**TASK STATEMENT:** From the entries below, gather each line containing the word "full".

**AVAILABLE RECORDS:**
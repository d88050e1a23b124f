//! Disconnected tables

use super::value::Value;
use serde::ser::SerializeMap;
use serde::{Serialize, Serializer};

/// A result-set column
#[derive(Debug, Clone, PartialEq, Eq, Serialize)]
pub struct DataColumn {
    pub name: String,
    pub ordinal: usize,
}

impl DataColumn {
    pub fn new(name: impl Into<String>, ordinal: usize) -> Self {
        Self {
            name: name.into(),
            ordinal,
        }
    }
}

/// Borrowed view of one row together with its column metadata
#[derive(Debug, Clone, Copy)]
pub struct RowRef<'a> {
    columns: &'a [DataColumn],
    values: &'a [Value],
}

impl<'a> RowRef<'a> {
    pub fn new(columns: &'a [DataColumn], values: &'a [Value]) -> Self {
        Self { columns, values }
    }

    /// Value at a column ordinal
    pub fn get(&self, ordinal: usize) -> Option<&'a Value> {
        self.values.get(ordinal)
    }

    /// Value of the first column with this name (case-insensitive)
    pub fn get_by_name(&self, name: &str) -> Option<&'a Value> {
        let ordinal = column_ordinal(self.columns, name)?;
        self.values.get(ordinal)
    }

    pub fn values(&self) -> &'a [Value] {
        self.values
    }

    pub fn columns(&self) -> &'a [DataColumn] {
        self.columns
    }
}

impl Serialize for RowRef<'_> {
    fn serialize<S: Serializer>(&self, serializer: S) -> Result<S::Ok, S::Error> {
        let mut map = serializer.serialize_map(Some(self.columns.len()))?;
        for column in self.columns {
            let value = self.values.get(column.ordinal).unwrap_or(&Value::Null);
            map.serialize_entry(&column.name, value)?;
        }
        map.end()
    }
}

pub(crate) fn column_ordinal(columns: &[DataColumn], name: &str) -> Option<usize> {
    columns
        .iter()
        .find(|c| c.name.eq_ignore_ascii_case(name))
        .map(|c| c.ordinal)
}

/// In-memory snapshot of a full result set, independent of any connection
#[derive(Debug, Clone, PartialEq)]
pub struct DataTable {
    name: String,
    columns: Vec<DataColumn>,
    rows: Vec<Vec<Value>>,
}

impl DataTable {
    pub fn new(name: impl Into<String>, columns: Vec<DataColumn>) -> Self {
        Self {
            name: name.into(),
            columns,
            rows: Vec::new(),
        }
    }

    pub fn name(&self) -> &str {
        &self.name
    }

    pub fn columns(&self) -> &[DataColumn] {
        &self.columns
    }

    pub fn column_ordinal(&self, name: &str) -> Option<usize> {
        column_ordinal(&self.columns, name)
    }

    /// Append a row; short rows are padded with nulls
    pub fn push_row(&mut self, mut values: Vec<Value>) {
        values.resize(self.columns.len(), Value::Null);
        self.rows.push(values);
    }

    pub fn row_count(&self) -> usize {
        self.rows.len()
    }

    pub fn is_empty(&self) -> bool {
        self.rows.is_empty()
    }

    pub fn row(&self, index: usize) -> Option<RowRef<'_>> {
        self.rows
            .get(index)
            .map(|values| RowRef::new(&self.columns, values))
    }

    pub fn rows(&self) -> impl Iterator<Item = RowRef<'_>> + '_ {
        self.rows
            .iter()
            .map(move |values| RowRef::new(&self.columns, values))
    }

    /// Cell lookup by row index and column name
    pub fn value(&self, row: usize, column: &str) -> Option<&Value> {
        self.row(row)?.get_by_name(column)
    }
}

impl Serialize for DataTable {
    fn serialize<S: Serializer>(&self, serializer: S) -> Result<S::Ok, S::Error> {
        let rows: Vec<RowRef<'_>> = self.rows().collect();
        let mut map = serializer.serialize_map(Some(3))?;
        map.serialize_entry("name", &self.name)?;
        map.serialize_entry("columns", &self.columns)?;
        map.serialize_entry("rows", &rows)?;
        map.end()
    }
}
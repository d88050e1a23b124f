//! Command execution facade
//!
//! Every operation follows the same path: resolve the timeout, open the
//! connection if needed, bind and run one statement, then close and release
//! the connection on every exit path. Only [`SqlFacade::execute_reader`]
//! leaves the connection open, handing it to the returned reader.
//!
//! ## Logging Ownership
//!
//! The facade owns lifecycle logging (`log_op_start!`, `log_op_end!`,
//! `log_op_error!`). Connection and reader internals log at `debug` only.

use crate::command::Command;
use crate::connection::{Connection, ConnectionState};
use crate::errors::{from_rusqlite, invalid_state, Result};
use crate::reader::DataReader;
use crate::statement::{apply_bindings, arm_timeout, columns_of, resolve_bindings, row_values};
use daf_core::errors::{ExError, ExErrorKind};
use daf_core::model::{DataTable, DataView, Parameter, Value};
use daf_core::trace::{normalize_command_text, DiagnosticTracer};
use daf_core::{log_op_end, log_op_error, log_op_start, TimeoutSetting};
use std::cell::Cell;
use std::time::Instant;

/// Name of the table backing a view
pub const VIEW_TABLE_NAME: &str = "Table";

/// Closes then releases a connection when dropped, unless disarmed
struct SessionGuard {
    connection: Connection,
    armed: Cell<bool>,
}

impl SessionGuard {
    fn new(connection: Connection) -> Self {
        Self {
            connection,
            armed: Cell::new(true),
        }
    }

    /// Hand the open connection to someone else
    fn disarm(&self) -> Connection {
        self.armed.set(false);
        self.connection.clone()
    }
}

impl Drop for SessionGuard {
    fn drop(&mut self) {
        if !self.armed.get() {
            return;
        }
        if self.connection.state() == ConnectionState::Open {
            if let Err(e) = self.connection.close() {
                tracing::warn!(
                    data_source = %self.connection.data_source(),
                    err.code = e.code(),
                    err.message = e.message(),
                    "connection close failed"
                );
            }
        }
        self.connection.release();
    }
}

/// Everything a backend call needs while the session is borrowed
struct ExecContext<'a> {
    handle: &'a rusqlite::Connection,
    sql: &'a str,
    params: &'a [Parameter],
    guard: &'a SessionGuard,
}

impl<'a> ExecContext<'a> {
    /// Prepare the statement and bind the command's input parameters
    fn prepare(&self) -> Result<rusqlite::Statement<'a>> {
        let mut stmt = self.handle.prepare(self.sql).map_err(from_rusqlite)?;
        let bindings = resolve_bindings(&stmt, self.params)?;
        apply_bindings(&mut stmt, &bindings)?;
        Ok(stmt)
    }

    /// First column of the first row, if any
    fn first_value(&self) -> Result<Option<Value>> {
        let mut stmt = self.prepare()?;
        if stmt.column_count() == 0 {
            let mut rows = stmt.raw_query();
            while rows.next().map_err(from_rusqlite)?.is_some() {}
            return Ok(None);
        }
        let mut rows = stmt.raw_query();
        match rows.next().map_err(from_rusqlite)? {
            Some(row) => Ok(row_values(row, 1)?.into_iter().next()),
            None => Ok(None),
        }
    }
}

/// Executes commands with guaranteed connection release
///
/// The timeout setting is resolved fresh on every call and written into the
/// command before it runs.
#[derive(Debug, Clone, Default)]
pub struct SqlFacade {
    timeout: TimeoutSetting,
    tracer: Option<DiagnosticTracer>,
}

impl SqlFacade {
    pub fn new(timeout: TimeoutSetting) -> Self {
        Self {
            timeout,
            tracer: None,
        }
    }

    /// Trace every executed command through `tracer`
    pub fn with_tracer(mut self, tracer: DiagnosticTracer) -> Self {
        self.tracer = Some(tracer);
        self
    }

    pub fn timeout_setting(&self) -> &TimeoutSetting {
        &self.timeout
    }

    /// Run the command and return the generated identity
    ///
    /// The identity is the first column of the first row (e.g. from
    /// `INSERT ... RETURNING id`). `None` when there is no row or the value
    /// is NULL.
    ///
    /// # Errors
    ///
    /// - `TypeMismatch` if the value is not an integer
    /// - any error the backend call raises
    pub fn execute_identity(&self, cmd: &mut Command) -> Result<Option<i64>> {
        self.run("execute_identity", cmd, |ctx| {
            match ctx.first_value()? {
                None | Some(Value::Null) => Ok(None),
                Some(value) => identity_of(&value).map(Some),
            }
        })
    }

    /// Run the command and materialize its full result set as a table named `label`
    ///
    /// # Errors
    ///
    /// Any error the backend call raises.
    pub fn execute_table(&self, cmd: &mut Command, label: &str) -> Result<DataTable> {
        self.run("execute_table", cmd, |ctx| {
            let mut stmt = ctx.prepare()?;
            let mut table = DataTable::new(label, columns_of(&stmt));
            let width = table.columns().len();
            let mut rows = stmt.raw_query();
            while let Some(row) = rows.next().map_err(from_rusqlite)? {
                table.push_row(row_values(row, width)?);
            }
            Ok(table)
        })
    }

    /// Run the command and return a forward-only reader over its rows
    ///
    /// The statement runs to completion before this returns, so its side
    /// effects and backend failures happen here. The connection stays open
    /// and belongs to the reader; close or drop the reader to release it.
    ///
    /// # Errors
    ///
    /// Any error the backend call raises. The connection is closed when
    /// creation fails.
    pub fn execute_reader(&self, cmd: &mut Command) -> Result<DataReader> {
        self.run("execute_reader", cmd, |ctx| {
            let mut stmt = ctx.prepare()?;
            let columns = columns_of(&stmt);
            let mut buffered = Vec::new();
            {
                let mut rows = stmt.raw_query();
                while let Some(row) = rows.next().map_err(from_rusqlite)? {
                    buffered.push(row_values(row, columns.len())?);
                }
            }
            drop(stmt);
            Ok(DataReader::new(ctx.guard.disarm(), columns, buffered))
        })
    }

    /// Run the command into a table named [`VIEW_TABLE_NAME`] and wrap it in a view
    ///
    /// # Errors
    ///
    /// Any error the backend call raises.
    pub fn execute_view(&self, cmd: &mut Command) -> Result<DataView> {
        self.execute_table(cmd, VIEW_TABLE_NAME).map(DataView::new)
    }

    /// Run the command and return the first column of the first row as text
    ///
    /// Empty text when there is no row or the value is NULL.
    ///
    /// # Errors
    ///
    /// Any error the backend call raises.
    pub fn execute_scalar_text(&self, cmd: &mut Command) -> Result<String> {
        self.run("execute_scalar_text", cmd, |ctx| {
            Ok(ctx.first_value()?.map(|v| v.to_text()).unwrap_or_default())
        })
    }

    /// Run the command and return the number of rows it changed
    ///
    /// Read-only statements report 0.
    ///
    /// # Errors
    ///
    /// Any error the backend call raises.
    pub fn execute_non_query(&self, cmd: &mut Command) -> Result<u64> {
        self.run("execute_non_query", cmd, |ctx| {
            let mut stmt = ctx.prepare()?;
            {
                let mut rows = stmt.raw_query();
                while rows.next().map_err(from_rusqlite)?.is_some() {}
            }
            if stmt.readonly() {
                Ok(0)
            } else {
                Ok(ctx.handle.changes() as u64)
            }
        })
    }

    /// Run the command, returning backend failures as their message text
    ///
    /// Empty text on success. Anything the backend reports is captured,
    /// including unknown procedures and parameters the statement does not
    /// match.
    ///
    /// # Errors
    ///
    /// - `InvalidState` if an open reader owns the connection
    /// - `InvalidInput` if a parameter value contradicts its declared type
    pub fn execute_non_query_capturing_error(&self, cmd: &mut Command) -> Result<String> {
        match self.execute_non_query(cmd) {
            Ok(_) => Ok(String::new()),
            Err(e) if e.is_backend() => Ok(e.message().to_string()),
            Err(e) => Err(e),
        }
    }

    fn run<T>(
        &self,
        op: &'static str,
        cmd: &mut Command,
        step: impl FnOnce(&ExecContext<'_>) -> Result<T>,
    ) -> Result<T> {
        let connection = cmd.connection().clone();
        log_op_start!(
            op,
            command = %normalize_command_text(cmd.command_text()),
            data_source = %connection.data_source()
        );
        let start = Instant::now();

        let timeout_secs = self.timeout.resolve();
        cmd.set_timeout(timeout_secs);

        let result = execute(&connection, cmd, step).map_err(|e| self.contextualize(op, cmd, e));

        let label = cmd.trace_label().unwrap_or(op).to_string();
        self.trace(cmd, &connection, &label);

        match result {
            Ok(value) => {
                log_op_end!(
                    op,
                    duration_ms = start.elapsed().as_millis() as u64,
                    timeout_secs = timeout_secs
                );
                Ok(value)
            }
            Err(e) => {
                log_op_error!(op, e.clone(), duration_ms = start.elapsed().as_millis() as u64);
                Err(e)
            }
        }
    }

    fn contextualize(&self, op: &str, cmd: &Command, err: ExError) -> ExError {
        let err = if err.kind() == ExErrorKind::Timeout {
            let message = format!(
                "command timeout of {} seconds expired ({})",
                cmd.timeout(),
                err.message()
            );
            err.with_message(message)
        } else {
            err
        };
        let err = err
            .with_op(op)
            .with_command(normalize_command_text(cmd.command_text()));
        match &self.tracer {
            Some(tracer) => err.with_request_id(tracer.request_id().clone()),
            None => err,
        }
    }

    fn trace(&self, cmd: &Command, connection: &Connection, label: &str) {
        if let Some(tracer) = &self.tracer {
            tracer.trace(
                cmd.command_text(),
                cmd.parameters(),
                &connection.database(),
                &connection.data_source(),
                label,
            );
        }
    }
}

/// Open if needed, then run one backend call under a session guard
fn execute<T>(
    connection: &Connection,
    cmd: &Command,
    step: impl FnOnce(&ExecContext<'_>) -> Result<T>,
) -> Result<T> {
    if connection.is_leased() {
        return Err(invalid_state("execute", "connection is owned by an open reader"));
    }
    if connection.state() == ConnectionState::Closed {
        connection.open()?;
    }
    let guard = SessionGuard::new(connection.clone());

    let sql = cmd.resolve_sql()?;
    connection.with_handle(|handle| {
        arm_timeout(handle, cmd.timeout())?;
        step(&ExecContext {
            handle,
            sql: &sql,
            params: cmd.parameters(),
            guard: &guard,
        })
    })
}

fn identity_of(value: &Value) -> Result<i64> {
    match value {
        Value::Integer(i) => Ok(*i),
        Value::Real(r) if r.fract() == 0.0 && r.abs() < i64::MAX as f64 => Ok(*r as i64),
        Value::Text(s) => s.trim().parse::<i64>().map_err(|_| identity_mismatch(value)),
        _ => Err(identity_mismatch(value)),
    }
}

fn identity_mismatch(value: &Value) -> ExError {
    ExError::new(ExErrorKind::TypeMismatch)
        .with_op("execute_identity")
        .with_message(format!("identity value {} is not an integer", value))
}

**ANSWER TO THE PROBLEM:**
/// In-memory snapshot of a full result set, independent of any connection
    /// Run the command and materialize its full result set as a table named `label`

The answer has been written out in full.